Genbox · on April 8, 2023

Efficient data handling is better than spending cycles on generating a lot of backslashes and then burn cycles on compressing it.

IncRnd · on April 8, 2023

It's also good to properly manage transmission of that list of screens, even after you've fixed the backslashes. The article stated that they degraded the user experience by artificially limiting the string length instead of fixing the issue.

thfuran · on April 8, 2023

As an immediate stopgap before the proper fix was in place.

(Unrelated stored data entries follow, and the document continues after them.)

//! Standard 5-field cron expression evaluation.
//!
//! The scheduler needs exactly two things: parse `minute hour day month
//! weekday`, and compute the next matching instant after a reference time.
//! Field grammar: `*`, single values, comma lists, `a-b` ranges, and `/step`
//! over `*` or a range. Weekday 0 is Sunday.

use std::collections::BTreeSet;

use chrono::{DateTime, Datelike, Duration, Timelike, Utc};
use thiserror::Error;

#[derive(Debug, Error, Clone, PartialEq, Eq)]
pub enum CronParseError {
    #[error("expected 5 fields, got {0}")]
    WrongFieldCount(usize),

    #[error("invalid field: {0}")]
    InvalidField(String),

    #[error("value out of range: {value} not in {min}-{max}")]
    OutOfRange { value: u32, min: u32, max: u32 },
}

/// A parsed cron schedule. Each field is the expanded set of matching values.
#[derive(Debug, Clone, PartialEq, Eq)]
pub struct CronSchedule {
    minutes: BTreeSet<u32>,
    hours: BTreeSet<u32>,
    days_of_month: BTreeSet<u32>,
    months: BTreeSet<u32>,
    days_of_week: BTreeSet<u32>,
}

impl CronSchedule {
    pub fn parse(expression: &str) -> Result<Self, CronParseError> {
        let fields: Vec<&str> = expression.split_whitespace().collect();
        if fields.len() != 5 {
            return Err(CronParseError::WrongFieldCount(fields.len()));
        }

        Ok(CronSchedule {
            minutes: parse_field(fields[0], 0, 59)?,
            hours: parse_field(fields[1], 0, 23)?,
            days_of_month: parse_field(fields[2], 1, 31)?,
            months: parse_field(fields[3], 1, 12)?,
            days_of_week: parse_field(fields[4], 0, 6)?,
        })
    }

    /// Whether the given instant (at minute precision) matches.
    pub fn matches(&self, t: &DateTime<Utc>) -> bool {
        self.minutes.contains(&t.minute())
            && self.hours.contains(&t.hour())
            && self.days_of_month.contains(&t.day())
            && self.months.contains(&t.month())
            && self
                .days_of_week
                .contains(&t.weekday().num_days_from_sunday())
    }

    /// The next matching instant strictly after `t`.
    ///
    /// Walks forward minute by minute; any satisfiable 5-field expression
    /// matches within four years, so the bound exists only to make an
    /// unsatisfiable day-of-month (e.g. `0 0 31 2 *`) terminate.
    pub fn next_after(&self, t: DateTime<Utc>) -> Option<DateTime<Utc>> {
        let mut candidate = t
            .with_second(0)
            .and_then(|t| t.with_nanosecond(0))
            .unwrap_or(t)
            + Duration::minutes(1);

        let four_years_of_minutes = 4 * 366 * 24 * 60;
        for _ in 0..four_years_of_minutes {
            if self.matches(&candidate) {
                return Some(candidate);
            }
            candidate += Duration::minutes(1);
        }
        None
    }
}

fn parse_field(field: &str, min: u32, max: u32) -> Result<BTreeSet<u32>, CronParseError> {
    let mut values = BTreeSet::new();
    for part in field.split(',') {
        expand_part(part, min, max, &mut values)?;
    }
    if values.is_empty() {
        return Err(CronParseError::InvalidField(field.to_string()));
    }
    Ok(values)
}

fn expand_part(
    part: &str,
    min: u32,
    max: u32,
    out: &mut BTreeSet<u32>,
) -> Result<(), CronParseError> {
    let (range_part, step) = match part.split_once('/') {
        Some((range, step_str)) => {
            let step: u32 = step_str
                .parse()
                .map_err(|_| CronParseError::InvalidField(part.to_string()))?;
            if step == 0 {
                return Err(CronParseError::InvalidField(part.to_string()));
            }
            (range, step)
        }
        None => (part, 1),
    };

    let (start, end) = if range_part == "*" {
        (min, max)
    } else if let Some((lo, hi)) = range_part.split_once('-') {
        let lo: u32 = lo
            .parse()
            .map_err(|_| CronParseError::InvalidField(part.to_string()))?;
        let hi: u32 = hi
            .parse()
            .map_err(|_| CronParseError::InvalidField(part.to_string()))?;
        if lo > hi {
            return Err(CronParseError::InvalidField(part.to_string()));
        }
        (lo, hi)
    } else {
        let value: u32 = range_part
            .parse()
            .map_err(|_| CronParseError::InvalidField(part.to_string()))?;
        // "v/step" means "from v to max", a bare value matches only itself.
        if step > 1 || part.contains('/') {
            (value, max)
        } else {
            (value, value)
        }
    };

    for bound in [start, end] {
        if bound < min || bound > max {
            return Err(CronParseError::OutOfRange {
                value: bound,
                min,
                max,
            });
        }
    }

    out.extend((start..=end).step_by(step as usize));
    Ok(())
}

#[cfg(test)]
mod tests {
    use super::*;
    use chrono::TimeZone;

    fn utc(y: i32, mo: u32, d: u32, h: u32, mi: u32) -> DateTime<Utc> {
        Utc.with_ymd_and_hms(y, mo, d, h, mi, 0).unwrap()
    }

    #[test]
    fn parses_every_minute() {
        let schedule = CronSchedule::parse("* * * * *").unwrap();
        assert!(schedule.matches(&utc(2025, 6, 1, 12, 34)));
    }

    #[test]
    fn rejects_wrong_field_counts() {
        assert_eq!(
            CronSchedule::parse("* * * *").unwrap_err(),
            CronParseError::WrongFieldCount(4)
        );
        assert_eq!(
            CronSchedule::parse("* * * * * *").unwrap_err(),
            CronParseError::WrongFieldCount(6)
        );
    }

    #[test]
    fn rejects_out_of_range_values() {
        assert!(matches!(
            CronSchedule::parse("60 * * * *").unwrap_err(),
            CronParseError::OutOfRange { value: 60, .. }
        ));
        assert!(CronSchedule::parse("* 24 * * *").is_err());
        assert!(CronSchedule::parse("* * 0 * *").is_err());
        assert!(CronSchedule::parse("* * * 13 *").is_err());
        assert!(CronSchedule::parse("* * * * 7").is_err());
    }

    #[test]
    fn rejects_garbage_fields() {
        assert!(CronSchedule::parse("a * * * *").is_err());
        assert!(CronSchedule::parse("5-1 * * * *").is_err());
        assert!(CronSchedule::parse("*/0 * * * *").is_err());
    }

    #[test]
    fn next_after_daily_schedule() {
        let schedule = CronSchedule::parse("0 2 * * *").unwrap();

        let before = utc(2025, 6, 1, 1, 30);
        assert_eq!(schedule.next_after(before), Some(utc(2025, 6, 1, 2, 0)));

        let after = utc(2025, 6, 1, 2, 0);
        assert_eq!(schedule.next_after(after), Some(utc(2025, 6, 2, 2, 0)));
    }

    #[test]
    fn next_after_is_strictly_in_the_future() {
        let schedule = CronSchedule::parse("* * * * *").unwrap();
        let now = utc(2025, 6, 1, 12, 0);
        assert_eq!(schedule.next_after(now), Some(utc(2025, 6, 1, 12, 1)));
    }

    #[test]
    fn step_fields_expand_over_the_range() {
        let schedule = CronSchedule::parse("*/15 * * * *").unwrap();
        assert!(schedule.matches(&utc(2025, 6, 1, 9, 0)));
        assert!(schedule.matches(&utc(2025, 6, 1, 9, 45)));
        assert!(!schedule.matches(&utc(2025, 6, 1, 9, 20)));
    }

    #[test]
    fn weekday_field_uses_sunday_zero() {
        // 2025-06-02 is a Monday.
        let schedule = CronSchedule::parse("0 9 * * 1").unwrap();
        assert!(schedule.matches(&utc(2025, 6, 2, 9, 0)));
        assert!(!schedule.matches(&utc(2025, 6, 1, 9, 0)));
    }

    #[test]
    fn lists_and_ranges_combine() {
        let schedule = CronSchedule::parse("0 8-10,18 * * *").unwrap();
        for hour in [8, 9, 10, 18] {
            assert!(schedule.matches(&utc(2025, 6, 1, hour, 0)));
        }
        assert!(!schedule.matches(&utc(2025, 6, 1, 12, 0)));
    }

    #[test]
    fn unsatisfiable_schedule_returns_none() {
        // February 31st never happens.
        let schedule = CronSchedule::parse("0 0 31 2 *").unwrap();
        assert_eq!(schedule.next_after(utc(2025, 1, 1, 0, 0)), None);
    }
}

duskwuff · on April 9, 2023

"Screens" is referring to the state of a multi-step UI (similar to the back/forward cache in a browser), not a bitmapped image.

IncRnd · on April 9, 2023

Yes. In what way does that mean that the transmission size should not be compressed? Bitmapped images are not the only data structure whose size will shrink by removing redundancy.

Xorlev · on April 9, 2023

I think you're being downvoted because you've claimed "That's a case of not solving the problem.", but I think that actually better describes this answer. It's clever, certainly, but misses the fact that the stack of screens was never intended to be recursively escaped and changing the form that it took was the real fix rather than rubbing some compression sauce on what was never intended to be lots of backslashes in the first place. And indeed, that's what the author did: they shipped a bandaid fix while working on a more comprehensive fix, one which didn't require RLE or a quadtree (!).

IncRnd · on April 9, 2023

You're describing the desire to avoid protocol compression when transmitting data that grows without bound. That has nothing to do with fixing the backslashes. The problem isn't backslashes. Those are just a symptom of data that can have any length.